- **INSTRUCTIONS TO FOLLOW**:
Search each line of the data for the word "VendorRepository"; copy every line where it is found.

++++++

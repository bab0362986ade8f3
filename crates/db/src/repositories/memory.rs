use std::collections::HashMap;

use tokio::sync::RwLock;

use procura_core::domain::proposal::{Proposal, ProposalWithVendor};
use procura_core::domain::rfp::{ProposalCount, Rfp, RfpId, RfpStatus, RfpSummary};
use procura_core::domain::vendor::{Vendor, VendorId};
use procura_core::ports::{
    CascadeOutcome, ProposalRepository, RepositoryError, RfpRepository, VendorRepository,
};

#[derive(Default)]
struct Tables {
    vendors: HashMap<String, Vendor>,
    rfps: HashMap<String, Rfp>,
    /// Insertion order doubles as arrival order.
    proposals: Vec<Proposal>,
}

/// One lock over all three tables so cascades and joins see a consistent state.
#[derive(Default)]
pub struct InMemoryProcurementStore {
    tables: RwLock<Tables>,
}

fn newest_first<T>(items: &mut [T], created_at: impl Fn(&T) -> chrono::DateTime<chrono::Utc>) {
    items.sort_by_key(|item| std::cmp::Reverse(created_at(item)));
}

#[async_trait::async_trait]
impl VendorRepository for InMemoryProcurementStore {
    async fn list(&self) -> Result<Vec<Vendor>, RepositoryError> {
        let tables = self.tables.read().await;
        let mut vendors: Vec<Vendor> = tables.vendors.values().cloned().collect();
        newest_first(&mut vendors, |vendor| vendor.created_at);
        Ok(vendors)
    }

    async fn find_by_id(&self, id: &VendorId) -> Result<Option<Vendor>, RepositoryError> {
        let tables = self.tables.read().await;
        Ok(tables.vendors.get(&id.0).cloned())
    }

    async fn find_by_ids(&self, ids: &[VendorId]) -> Result<Vec<Vendor>, RepositoryError> {
        let tables = self.tables.read().await;
        let mut found: Vec<Vendor> = Vec::new();
        for id in ids {
            if let Some(vendor) = tables.vendors.get(&id.0) {
                if !found.iter().any(|existing| existing.id == vendor.id) {
                    found.push(vendor.clone());
                }
            }
        }
        Ok(found)
    }

    async fn find_by_email(&self, email: &str) -> Result<Option<Vendor>, RepositoryError> {
        let tables = self.tables.read().await;
        Ok(tables.vendors.values().find(|vendor| vendor.email == email).cloned())
    }

    async fn insert(&self, vendor: Vendor) -> Result<(), RepositoryError> {
        let mut tables = self.tables.write().await;
        if tables.vendors.values().any(|existing| existing.email == vendor.email) {
            return Err(RepositoryError::Conflict(format!(
                "vendor email `{}` is already registered",
                vendor.email
            )));
        }
        tables.vendors.insert(vendor.id.0.clone(), vendor);
        Ok(())
    }

    async fn delete_cascade(
        &self,
        id: &VendorId,
    ) -> Result<Option<CascadeOutcome>, RepositoryError> {
        let mut tables = self.tables.write().await;
        if tables.vendors.remove(&id.0).is_none() {
            return Ok(None);
        }
        let before = tables.proposals.len();
        tables.proposals.retain(|proposal| proposal.vendor_id != *id);
        Ok(Some(CascadeOutcome { proposals_removed: (before - tables.proposals.len()) as u64 }))
    }
}

#[async_trait::async_trait]
impl RfpRepository for InMemoryProcurementStore {
    async fn list_with_counts(&self) -> Result<Vec<RfpSummary>, RepositoryError> {
        let tables = self.tables.read().await;
        let mut summaries: Vec<RfpSummary> = tables
            .rfps
            .values()
            .map(|rfp| RfpSummary {
                rfp: rfp.clone(),
                count: ProposalCount {
                    proposals: tables.proposals.iter().filter(|p| p.rfp_id == rfp.id).count()
                        as u64,
                },
            })
            .collect();
        newest_first(&mut summaries, |summary| summary.rfp.created_at);
        Ok(summaries)
    }

    async fn find_by_id(&self, id: &RfpId) -> Result<Option<Rfp>, RepositoryError> {
        let tables = self.tables.read().await;
        Ok(tables.rfps.get(&id.0).cloned())
    }

    async fn insert(&self, rfp: Rfp) -> Result<(), RepositoryError> {
        let mut tables = self.tables.write().await;
        if tables.rfps.contains_key(&rfp.id.0) {
            return Err(RepositoryError::Conflict(format!("rfp `{}` already exists", rfp.id)));
        }
        tables.rfps.insert(rfp.id.0.clone(), rfp);
        Ok(())
    }

    async fn transition_status(
        &self,
        id: &RfpId,
        from: RfpStatus,
        to: RfpStatus,
    ) -> Result<bool, RepositoryError> {
        let mut tables = self.tables.write().await;
        match tables.rfps.get_mut(&id.0) {
            Some(rfp) if rfp.status == from => {
                rfp.status = to;
                rfp.updated_at = chrono::Utc::now();
                Ok(true)
            }
            _ => Ok(false),
        }
    }

    async fn delete_cascade(&self, id: &RfpId) -> Result<Option<CascadeOutcome>, RepositoryError> {
        let mut tables = self.tables.write().await;
        if tables.rfps.remove(&id.0).is_none() {
            return Ok(None);
        }
        let before = tables.proposals.len();
        tables.proposals.retain(|proposal| proposal.rfp_id != *id);
        Ok(Some(CascadeOutcome { proposals_removed: (before - tables.proposals.len()) as u64 }))
    }
}

#[async_trait::async_trait]
impl ProposalRepository for InMemoryProcurementStore {
    async fn list_for_rfp(
        &self,
        rfp_id: &RfpId,
    ) -> Result<Vec<ProposalWithVendor>, RepositoryError> {
        let tables = self.tables.read().await;
        Ok(tables
            .proposals
            .iter()
            .filter(|proposal| proposal.rfp_id == *rfp_id)
            .filter_map(|proposal| {
                tables.vendors.get(&proposal.vendor_id.0).map(|vendor| ProposalWithVendor {
                    proposal: proposal.clone(),
                    vendor: vendor.clone(),
                })
            })
            .collect())
    }

    async fn exists(
        &self,
        rfp_id: &RfpId,
        vendor_id: &VendorId,
        raw_body: &str,
    ) -> Result<bool, RepositoryError> {
        let tables = self.tables.read().await;
        Ok(tables.proposals.iter().any(|proposal| {
            proposal.rfp_id == *rfp_id
                && proposal.vendor_id == *vendor_id
                && proposal.raw_body == raw_body
        }))
    }

    async fn insert_if_absent(&self, proposal: Proposal) -> Result<bool, RepositoryError> {
        let mut tables = self.tables.write().await;
        if !tables.rfps.contains_key(&proposal.rfp_id.0)
            || !tables.vendors.contains_key(&proposal.vendor_id.0)
        {
            return Err(RepositoryError::Database(format!(
                "proposal `{}` references a missing rfp or vendor",
                proposal.id
            )));
        }
        let duplicate = tables.proposals.iter().any(|existing| {
            existing.rfp_id == proposal.rfp_id
                && existing.vendor_id == proposal.vendor_id
                && existing.raw_body == proposal.raw_body
        });
        if duplicate {
            return Ok(false);
        }
        tables.proposals.push(proposal);
        Ok(true)
    }
}
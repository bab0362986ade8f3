use std::time::Duration;

use async_trait::async_trait;
use reqwest::{Client, Response};
use serde::Deserialize;
use tracing::debug;

use procura_core::correlation::CorrelationTag;
use procura_core::ports::{InboundEmail, MailTransport, OutboundEmail, TransportError};

/// Client for a mail relay exposing `POST /send` and `GET /fetch-responses`.
#[derive(Clone)]
pub struct HttpRelayTransport {
    client: Client,
    base_url: String,
}

#[derive(Deserialize)]
struct RelayMessage {
    #[serde(default)]
    from: String,
    #[serde(default)]
    subject: String,
    #[serde(default)]
    body: String,
}

impl HttpRelayTransport {
    pub fn new(base_url: &str, timeout_secs: u64) -> Result<Self, TransportError> {
        let client = Client::builder()
            .timeout(Duration::from_secs(timeout_secs.max(1)))
            .build()
            .map_err(|error| TransportError::Unavailable(error.to_string()))?;

        Ok(Self { client, base_url: base_url.trim_end_matches('/').to_string() })
    }

    pub fn base_url(&self) -> &str {
        &self.base_url
    }
}

async fn ensure_success(response: Response) -> Result<Response, TransportError> {
    let status = response.status();
    if status.is_success() {
        return Ok(response);
    }
    let message = response.text().await.unwrap_or_default();
    Err(TransportError::Rejected { status: status.as_u16(), message })
}

#[async_trait]
impl MailTransport for HttpRelayTransport {
    async fn send(&self, email: OutboundEmail) -> Result<(), TransportError> {
        let response = self
            .client
            .post(format!("{}/send", self.base_url))
            .json(&email)
            .send()
            .await
            .map_err(|error| TransportError::Unavailable(error.to_string()))?;
        ensure_success(response).await?;

        debug!(event_name = "mail.relay.sent", to = %email.to, "relay accepted message");
        Ok(())
    }

    async fn fetch_responses(
        &self,
        tag: &CorrelationTag,
    ) -> Result<Vec<InboundEmail>, TransportError> {
        let response = self
            .client
            .get(format!("{}/fetch-responses", self.base_url))
            .query(&[("rfpId", tag.rfp_id().0.as_str()), ("subject", tag.as_str())])
            .send()
            .await
            .map_err(|error| TransportError::Unavailable(error.to_string()))?;
        let messages: Vec<RelayMessage> = ensure_success(response)
            .await?
            .json()
            .await
            .map_err(|error| TransportError::Malformed(error.to_string()))?;

        debug!(
            event_name = "mail.relay.fetched",
            rfp_id = %tag.rfp_id(),
            messages = messages.len(),
            "relay returned tagged messages"
        );
        Ok(messages
            .into_iter()
            .map(|message| InboundEmail {
                from: message.from,
                subject: message.subject,
                body: message.body,
            })
            .collect())
    }
}
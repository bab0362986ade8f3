use crate::commands::{load_config, open_database, runtime, CommandResult, Failure};

pub fn run() -> CommandResult {
    match apply() {
        Ok(()) => CommandResult::success("migrate", "applied pending migrations"),
        Err(failure) => CommandResult::from_failure("migrate", failure),
    }
}

fn apply() -> Result<(), Failure> {
    let config = load_config()?;
    runtime()?.block_on(async {
        let pool = open_database(&config).await?;
        pool.close().await;
        Ok(())
    })
}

++++++

- **ANSWER SECTION**:
    CascadeOutcome, ProposalRepository, RepositoryError, RfpRepository, VendorRepository,
impl VendorRepository for InMemoryProcurementStore {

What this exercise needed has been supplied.